I was naturally a bit startled when, as my personal putting competition turned me back toward town, I found that I now shared the putting green with local resident Tom Kenmack (Ken-mahhk with a Scottish accent). He had driven his scooter a couple hundred yards down the hill from his retirement home. His scooter was not the kind that gets mistaken for a moped, but rather the assisted-living variety. Four wheels, hard plastic exterior, wire basket on the front. Hanging off the back was a wooden cane and an old, mallet putter.
Kenmack is 91 years old and has never actually played golf in the way you and I love to. If he could stand up straight, he’d reach about 5-foot-8, but he can’t stand straight anymore. His best is a bit hunched over, with his chin hanging out over his toes. He’s never made a par or felt nervous on a tee box. Instead, all he does is practice putting at Anstruther.
His system is delightfully simple. He gingerly plucked a lime green plastic bag, unveiling four mismatched golf balls, which he dropped onto the turf in a row.
“Do you come here often?” I asked.
“Agh, no. I just started a fortnight ago.”
(That’s two weeks, for those like me who never knew what a fortnight meant.)
Kenmack had tried full-swing golf many, many years ago. Back when he was worked on a farm down in Edinburgh. He worked hard as students from the nearby university would visit the farm and plot out imaginary golf holes on the field. They’d compete in their own made-up golf games and occasionally leave a ball behind. Over the years, Kenmack had collected 10 of those second-hand golf balls, and one day decided to see what the fuss was all about. He grabbed one of his father’s old hickory clubs hanging up in the barn and imitated the moves those student golfers made.
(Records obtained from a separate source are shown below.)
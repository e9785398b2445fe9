//! Collision-free names for functions and constants relocated into a
//! generated migration module.

use std::{fmt, rc::Rc};

use cow_utils::CowUtils;
use log::trace;
use rustc_hash::FxHashMap;

use crate::{
    definitions::{CallableKind, CallableRef, DefinitionId},
    error::NamingError,
    source_utils::normalize_function_name,
};

/// What a renaming policy knows about the name being allocated.
///
/// The allocator owner updates it while walking nodes, so a policy can refer
/// to the node a function was lifted from.
#[derive(Debug, Clone, Default, PartialEq, Eq)]
pub struct NamingContext {
    pub app_label: Option<String>,
    /// Node the name is allocated for.
    pub node: Option<String>,
    /// Superseded node the callable was copied from.
    pub original_node: Option<String>,
    /// Description of the operation being named.
    pub operation: Option<String>,
}

/// Transforms a base function name before it is made unique.
pub trait RenamePolicy: fmt::Debug {
    fn rename(&self, name: &str, context: &NamingContext) -> String;
}

/// Leaves names untouched.
#[derive(Debug, Default, Clone, Copy)]
pub struct KeepName;

impl RenamePolicy for KeepName {
    fn rename(&self, name: &str, _context: &NamingContext) -> String {
        name.to_owned()
    }
}

/// Renames through a template such as `"{original_node}_{name}"`.
///
/// Supported placeholders are `{name}`, `{app}`, `{node}` and
/// `{original_node}`. The result is normalized into a valid identifier.
#[derive(Debug, Clone)]
pub struct TemplateRenamePolicy {
    template: String,
}

impl TemplateRenamePolicy {
    pub fn new(template: impl Into<String>) -> Self {
        Self {
            template: template.into(),
        }
    }
}

impl RenamePolicy for TemplateRenamePolicy {
    fn rename(&self, name: &str, context: &NamingContext) -> String {
        let rendered = self.template.cow_replace("{name}", name);
        let rendered =
            rendered.cow_replace("{app}", context.app_label.as_deref().unwrap_or_default());
        let rendered = rendered.cow_replace("{node}", context.node.as_deref().unwrap_or_default());
        let rendered = rendered.cow_replace(
            "{original_node}",
            context.original_node.as_deref().unwrap_or_default(),
        );
        normalize_function_name(&rendered)
    }
}

/// Allocator of unique symbol names within one generated module.
///
/// Every allocated name is remembered; a callable asked for twice gets the
/// same answer, keyed by the identity of its definition.
#[derive(Debug)]
pub struct UniqueVariableName {
    names: FxHashMap<String, usize>,
    functions: FxHashMap<DefinitionId, String>,
    context: NamingContext,
    policy: Rc<dyn RenamePolicy>,
}

impl Default for UniqueVariableName {
    fn default() -> Self {
        Self::new()
    }
}

impl UniqueVariableName {
    pub fn new() -> Self {
        Self::with_policy(Rc::new(KeepName))
    }

    pub fn with_policy(policy: Rc<dyn RenamePolicy>) -> Self {
        Self {
            names: FxHashMap::default(),
            functions: FxHashMap::default(),
            context: NamingContext::default(),
            policy,
        }
    }

    pub fn context(&self) -> &NamingContext {
        &self.context
    }

    pub fn context_mut(&mut self) -> &mut NamingContext {
        &mut self.context
    }

    /// Returns `name` the first time it is seen, `name_2`, `name_3`, ... after.
    pub fn allocate(&mut self, name: &str) -> String {
        self.uniq(name.to_owned(), name)
    }

    /// Like [`allocate`](Self::allocate) but always numbered, starting at `name_1`.
    pub fn allocate_numbered(&mut self, name: &str) -> String {
        self.uniq(format!("{name}_1"), name)
    }

    /// Marks a name as taken without allocating it.
    pub fn reserve(&mut self, name: &str) {
        *self.names.entry(name.to_owned()).or_insert(0) += 1;
    }

    /// Records a callable that already carries its final name.
    pub fn remember(&mut self, callable: &CallableRef) {
        self.reserve(&callable.qualname);
        self.functions
            .insert(callable.id(), callable.qualname.clone());
    }

    /// Allocates the name a relocated callable will be emitted under.
    pub fn function(&mut self, callable: &CallableRef) -> Result<String, NamingError> {
        let display = format!("{}.{}", callable.module, callable.original_qualname);
        match callable.kind {
            CallableKind::NotCallable => return Err(NamingError::NotCallable(display)),
            CallableKind::Lambda => return Err(NamingError::Lambda(display)),
            CallableKind::ClassMethod => return Err(NamingError::BoundMethod(display)),
            CallableKind::InstanceMethod => return Err(NamingError::InstanceMethod(display)),
            CallableKind::Function | CallableKind::StaticMethod => {}
        }

        if let Some(existing) = self.functions.get(&callable.id()) {
            return Ok(existing.clone());
        }

        let base = if callable.in_migration_class {
            callable.original_name()
        } else {
            callable.original_qualname.as_str()
        };
        let base = self.policy.rename(base, &self.context);
        let name = self.uniq(base.clone(), &base);
        trace!("Allocated {name} for {display}");
        self.functions.insert(callable.id(), name.clone());
        Ok(name)
    }

    fn uniq(&mut self, mut name: String, original: &str) -> String {
        let mut suffix = 2;
        loop {
            let count = self.names.entry(name.clone()).or_insert(0);
            if *count == 0 {
                *count += 1;
                return name;
            }
            name = format!("{original}_{suffix}");
            suffix += 1;
        }
    }
}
Within an hour, he said with a belly laugh, all 10 balls were lost.
“That was the beginning and end of my golf career.”
Once he was finally ready to begin his putting session, Kenmack sized up a 15-footer. He played six inches of right-to-left break, curling his first putt of the day crashing into the flagstick, down into the hole. Of course.
I burst out in laughter, and even he had to chuckle. “Aye, aye,” he said, smiling as he lined up the next. He took off some speed with the second attempt and came up woefully short, barely making it halfway.
“Ack — it was a fluke!” he said, quickly moving onto his third try, which also curled into the cup.
“Ah, no t’wasn’t!”
Three putts was all it took for Tom Kenmack to win 100% of my attention.
Back in his fitness prime, lawn bowling (a cousin of bocce ball) was Kenmack’s game. Scotland is the home of golf, but it’s also the unofficial home of lawn bowling, and there are common threads between the two. There are golf clubs and bowling clubs. The competition can be balanced between genders. Yes, they can be played indoors, but their purest forms exist outdoors on tight, dry, firm turf. It makes sense why Kenmack enjoys his putting.
We spent the next 15 minutes swiveling around the green, aiming at whichever cup felt right to him. One putt for me, four putts for Tom. He rocks a baseball grip, a wristy stroke and a Ram Zebra putter from the 90s. It was gifted to him by his nephew, a much better golfer, who visited him during Open week.
Soon enough, it began to drizzle — what locals call a “light piss” — and Kenmack finally stood up as straight as he can, scorning the sky and telling Mother Nature, “I’m not going to stay out here if it’s going to rain.”
Like me, he was displeased with the conditions. Like me, he thought Rory McIlroy would win The Open. Like me, he enjoys the riddle that is putting. Like me, he has spent this summer in a new home. Kenmack lived in Edinburgh for more than 60 years before moving to that Anstruther retirement home six months ago. Now that the Scottish summer has arrived, he’s making the most of consistent temps in the 60s.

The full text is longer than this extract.